▸ Task statement
Pull every line of the entries that has the word "Option".

* * * * * * *

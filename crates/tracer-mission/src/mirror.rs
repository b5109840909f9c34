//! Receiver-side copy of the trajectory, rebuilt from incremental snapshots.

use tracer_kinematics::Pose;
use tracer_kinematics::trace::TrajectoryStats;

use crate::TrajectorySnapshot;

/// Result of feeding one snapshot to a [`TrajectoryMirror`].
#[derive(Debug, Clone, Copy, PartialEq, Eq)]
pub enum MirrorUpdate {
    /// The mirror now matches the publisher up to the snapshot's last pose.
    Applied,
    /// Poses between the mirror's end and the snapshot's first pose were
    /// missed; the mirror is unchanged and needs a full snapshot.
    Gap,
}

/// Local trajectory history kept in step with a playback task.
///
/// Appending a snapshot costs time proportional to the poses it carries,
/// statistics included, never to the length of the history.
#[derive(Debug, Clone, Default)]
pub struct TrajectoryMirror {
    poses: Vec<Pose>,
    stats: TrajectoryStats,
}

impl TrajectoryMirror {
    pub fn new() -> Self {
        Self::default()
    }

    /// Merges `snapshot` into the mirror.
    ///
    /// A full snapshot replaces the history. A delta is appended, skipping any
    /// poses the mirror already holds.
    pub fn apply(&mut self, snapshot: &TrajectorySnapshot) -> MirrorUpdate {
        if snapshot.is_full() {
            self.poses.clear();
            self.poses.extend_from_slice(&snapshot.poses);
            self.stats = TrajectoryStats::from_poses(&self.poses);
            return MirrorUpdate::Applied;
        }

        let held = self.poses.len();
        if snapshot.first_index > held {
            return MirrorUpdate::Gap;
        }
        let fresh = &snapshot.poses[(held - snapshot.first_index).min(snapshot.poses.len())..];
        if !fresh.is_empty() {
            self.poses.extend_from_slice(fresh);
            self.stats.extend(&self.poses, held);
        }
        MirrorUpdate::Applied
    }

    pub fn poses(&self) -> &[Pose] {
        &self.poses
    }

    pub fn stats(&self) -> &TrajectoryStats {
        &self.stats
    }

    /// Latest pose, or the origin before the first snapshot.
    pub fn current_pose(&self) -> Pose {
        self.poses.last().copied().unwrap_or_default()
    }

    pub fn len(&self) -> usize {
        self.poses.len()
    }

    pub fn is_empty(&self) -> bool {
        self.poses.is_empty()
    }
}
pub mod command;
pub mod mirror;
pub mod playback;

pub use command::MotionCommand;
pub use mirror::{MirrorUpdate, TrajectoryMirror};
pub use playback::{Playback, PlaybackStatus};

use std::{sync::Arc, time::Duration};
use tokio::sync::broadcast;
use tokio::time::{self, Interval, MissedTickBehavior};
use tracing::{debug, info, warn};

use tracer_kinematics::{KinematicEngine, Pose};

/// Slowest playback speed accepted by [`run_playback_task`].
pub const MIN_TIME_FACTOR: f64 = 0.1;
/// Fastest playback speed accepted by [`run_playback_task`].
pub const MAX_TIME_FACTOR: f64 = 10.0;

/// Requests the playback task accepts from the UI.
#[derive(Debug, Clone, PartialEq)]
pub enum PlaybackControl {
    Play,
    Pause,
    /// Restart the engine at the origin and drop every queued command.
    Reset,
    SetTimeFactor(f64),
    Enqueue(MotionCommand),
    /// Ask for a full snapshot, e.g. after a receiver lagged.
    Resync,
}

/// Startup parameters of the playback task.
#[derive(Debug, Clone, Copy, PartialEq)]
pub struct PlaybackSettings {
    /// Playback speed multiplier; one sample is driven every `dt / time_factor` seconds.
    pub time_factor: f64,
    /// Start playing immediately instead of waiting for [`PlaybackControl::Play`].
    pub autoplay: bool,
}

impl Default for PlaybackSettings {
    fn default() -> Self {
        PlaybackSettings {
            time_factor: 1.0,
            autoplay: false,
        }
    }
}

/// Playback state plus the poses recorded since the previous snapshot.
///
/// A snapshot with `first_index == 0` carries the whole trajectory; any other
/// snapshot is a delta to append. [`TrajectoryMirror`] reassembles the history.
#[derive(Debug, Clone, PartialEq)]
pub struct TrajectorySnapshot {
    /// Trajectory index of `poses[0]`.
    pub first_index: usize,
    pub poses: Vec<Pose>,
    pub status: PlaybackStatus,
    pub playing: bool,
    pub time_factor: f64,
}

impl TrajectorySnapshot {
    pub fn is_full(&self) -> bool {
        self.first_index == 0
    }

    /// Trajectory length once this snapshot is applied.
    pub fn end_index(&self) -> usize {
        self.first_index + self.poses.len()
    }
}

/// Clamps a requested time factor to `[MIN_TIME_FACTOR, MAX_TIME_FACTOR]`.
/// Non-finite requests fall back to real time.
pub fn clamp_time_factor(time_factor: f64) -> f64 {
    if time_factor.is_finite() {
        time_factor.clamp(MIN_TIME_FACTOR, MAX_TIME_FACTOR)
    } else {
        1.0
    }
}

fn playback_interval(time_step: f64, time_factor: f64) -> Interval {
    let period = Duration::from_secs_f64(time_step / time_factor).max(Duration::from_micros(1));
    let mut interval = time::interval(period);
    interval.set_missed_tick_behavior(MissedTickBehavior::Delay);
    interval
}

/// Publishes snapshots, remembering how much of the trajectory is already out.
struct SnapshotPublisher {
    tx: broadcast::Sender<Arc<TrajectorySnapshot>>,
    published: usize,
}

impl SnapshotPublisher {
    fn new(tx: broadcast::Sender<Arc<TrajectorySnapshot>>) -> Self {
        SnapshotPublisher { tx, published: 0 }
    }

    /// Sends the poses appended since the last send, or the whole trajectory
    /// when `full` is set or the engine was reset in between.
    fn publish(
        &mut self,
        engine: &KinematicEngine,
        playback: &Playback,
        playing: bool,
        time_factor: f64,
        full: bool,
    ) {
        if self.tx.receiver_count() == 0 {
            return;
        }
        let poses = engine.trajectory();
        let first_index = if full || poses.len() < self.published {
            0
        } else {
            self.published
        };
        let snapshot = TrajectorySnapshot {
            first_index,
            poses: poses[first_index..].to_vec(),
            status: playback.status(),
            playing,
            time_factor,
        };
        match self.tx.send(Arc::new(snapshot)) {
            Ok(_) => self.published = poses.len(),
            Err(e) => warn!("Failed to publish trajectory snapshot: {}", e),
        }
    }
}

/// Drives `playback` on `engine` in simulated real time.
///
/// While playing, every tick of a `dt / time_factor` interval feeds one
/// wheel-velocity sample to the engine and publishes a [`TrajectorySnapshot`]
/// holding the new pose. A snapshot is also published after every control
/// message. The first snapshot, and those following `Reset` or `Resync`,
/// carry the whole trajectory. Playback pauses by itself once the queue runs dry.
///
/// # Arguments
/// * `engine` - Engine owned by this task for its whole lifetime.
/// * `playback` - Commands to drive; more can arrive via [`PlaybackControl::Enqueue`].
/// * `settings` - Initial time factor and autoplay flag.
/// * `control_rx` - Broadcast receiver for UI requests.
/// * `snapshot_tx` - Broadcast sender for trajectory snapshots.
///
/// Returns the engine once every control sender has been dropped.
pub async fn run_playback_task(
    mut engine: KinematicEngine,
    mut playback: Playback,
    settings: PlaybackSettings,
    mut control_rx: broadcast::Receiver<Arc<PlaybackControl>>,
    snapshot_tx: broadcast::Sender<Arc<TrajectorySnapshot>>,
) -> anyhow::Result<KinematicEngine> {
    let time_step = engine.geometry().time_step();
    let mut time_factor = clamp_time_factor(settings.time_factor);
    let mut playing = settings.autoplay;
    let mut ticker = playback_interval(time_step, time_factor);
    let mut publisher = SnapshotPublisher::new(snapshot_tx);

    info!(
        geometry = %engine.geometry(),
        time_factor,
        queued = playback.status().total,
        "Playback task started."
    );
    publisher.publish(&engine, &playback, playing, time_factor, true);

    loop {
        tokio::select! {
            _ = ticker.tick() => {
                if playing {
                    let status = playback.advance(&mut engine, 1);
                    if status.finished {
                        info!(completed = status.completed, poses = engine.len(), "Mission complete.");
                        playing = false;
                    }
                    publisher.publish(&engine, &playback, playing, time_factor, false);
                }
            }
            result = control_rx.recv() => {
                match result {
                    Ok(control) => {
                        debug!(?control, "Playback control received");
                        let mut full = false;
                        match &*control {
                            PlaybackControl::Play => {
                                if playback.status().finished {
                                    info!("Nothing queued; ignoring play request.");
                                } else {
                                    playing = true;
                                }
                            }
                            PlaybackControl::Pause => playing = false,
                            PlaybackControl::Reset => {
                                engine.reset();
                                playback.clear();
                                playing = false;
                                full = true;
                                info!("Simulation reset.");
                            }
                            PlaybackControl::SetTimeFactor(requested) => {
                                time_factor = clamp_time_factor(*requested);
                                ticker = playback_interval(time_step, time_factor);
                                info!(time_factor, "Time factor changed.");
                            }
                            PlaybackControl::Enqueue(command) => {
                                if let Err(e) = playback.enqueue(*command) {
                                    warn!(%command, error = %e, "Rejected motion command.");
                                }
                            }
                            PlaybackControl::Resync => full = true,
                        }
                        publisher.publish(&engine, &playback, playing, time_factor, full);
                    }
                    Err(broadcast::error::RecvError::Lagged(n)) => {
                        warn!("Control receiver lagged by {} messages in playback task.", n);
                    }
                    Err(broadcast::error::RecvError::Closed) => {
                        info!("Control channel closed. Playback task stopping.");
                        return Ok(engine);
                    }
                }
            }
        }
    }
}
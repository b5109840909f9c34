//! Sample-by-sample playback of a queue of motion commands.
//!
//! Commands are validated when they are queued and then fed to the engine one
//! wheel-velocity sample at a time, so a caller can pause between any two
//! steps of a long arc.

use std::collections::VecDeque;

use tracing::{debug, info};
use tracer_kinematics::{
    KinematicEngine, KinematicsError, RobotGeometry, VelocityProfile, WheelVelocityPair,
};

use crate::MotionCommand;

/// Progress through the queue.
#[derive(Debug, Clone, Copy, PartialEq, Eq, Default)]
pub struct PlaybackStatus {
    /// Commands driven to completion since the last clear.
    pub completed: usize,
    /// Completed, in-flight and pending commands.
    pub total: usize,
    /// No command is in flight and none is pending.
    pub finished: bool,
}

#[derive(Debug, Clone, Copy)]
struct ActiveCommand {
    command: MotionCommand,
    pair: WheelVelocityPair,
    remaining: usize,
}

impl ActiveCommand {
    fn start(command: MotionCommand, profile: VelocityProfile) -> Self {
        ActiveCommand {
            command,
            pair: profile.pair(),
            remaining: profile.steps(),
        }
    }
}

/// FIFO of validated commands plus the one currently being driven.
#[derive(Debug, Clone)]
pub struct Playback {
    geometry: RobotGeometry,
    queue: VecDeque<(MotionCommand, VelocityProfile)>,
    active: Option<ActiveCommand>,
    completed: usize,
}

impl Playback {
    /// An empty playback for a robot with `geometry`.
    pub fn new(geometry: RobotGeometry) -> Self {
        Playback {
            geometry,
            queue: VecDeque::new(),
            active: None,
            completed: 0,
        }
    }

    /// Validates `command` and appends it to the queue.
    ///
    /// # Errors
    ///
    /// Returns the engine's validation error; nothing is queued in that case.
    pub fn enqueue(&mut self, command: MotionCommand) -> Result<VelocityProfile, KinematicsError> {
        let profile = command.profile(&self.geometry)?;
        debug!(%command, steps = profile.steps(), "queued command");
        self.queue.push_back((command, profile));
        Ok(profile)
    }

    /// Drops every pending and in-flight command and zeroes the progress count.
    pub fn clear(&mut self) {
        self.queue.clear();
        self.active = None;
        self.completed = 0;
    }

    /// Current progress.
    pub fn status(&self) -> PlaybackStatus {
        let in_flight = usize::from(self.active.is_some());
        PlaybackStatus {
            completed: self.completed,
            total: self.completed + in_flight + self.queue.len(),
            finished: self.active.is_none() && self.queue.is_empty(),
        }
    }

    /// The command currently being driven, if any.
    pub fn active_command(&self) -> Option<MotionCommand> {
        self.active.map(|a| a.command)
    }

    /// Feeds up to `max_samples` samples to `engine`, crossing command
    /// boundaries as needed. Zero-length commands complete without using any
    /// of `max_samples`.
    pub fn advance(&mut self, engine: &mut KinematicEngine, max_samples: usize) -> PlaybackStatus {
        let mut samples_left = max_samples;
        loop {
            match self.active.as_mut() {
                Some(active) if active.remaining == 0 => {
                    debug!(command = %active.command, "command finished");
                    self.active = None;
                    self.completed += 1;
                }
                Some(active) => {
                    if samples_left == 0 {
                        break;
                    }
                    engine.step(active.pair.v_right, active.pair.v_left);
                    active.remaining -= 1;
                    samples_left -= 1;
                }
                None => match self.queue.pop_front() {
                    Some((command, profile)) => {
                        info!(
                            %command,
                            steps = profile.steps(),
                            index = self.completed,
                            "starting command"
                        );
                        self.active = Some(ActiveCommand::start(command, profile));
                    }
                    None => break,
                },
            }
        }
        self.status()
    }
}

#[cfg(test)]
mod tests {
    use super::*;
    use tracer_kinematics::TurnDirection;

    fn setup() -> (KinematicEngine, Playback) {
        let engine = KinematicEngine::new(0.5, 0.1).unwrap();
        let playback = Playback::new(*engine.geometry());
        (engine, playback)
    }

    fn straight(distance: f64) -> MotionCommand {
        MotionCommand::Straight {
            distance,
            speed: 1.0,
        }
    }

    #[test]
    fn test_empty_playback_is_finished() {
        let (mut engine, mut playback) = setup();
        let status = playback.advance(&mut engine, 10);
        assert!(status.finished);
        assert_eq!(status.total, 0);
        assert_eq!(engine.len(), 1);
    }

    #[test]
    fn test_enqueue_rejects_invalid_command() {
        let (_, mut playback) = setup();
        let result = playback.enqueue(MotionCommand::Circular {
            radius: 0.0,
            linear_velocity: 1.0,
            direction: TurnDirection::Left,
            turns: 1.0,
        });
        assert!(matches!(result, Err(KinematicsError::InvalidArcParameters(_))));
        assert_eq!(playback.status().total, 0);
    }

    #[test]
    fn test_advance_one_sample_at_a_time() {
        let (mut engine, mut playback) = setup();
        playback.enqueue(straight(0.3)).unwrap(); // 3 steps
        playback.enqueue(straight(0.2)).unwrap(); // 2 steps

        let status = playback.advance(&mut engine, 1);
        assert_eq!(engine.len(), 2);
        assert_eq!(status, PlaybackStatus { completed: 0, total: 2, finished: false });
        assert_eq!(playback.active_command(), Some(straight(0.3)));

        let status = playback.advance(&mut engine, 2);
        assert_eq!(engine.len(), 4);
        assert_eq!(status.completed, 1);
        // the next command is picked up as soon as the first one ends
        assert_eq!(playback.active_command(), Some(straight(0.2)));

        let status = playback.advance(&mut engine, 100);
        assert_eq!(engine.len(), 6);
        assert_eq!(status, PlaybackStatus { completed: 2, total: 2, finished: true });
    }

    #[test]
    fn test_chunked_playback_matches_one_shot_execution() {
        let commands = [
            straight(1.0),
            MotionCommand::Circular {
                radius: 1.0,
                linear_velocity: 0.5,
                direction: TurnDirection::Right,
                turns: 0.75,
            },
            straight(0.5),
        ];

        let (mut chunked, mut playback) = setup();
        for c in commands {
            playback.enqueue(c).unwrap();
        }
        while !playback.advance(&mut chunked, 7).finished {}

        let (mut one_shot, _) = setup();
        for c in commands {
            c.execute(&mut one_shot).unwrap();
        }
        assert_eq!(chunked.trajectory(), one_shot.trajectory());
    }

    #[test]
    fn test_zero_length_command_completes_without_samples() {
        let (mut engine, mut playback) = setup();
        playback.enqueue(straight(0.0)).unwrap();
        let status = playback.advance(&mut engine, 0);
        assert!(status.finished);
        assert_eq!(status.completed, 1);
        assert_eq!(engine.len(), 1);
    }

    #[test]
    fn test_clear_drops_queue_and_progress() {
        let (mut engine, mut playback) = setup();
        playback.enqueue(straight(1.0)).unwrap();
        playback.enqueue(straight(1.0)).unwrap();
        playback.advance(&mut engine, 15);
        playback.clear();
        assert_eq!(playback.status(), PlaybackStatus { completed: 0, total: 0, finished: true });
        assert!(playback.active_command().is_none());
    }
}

* * * * * * *

▸ Answer area
    active: Option<ActiveCommand>,
    pub fn active_command(&self) -> Option<MotionCommand> {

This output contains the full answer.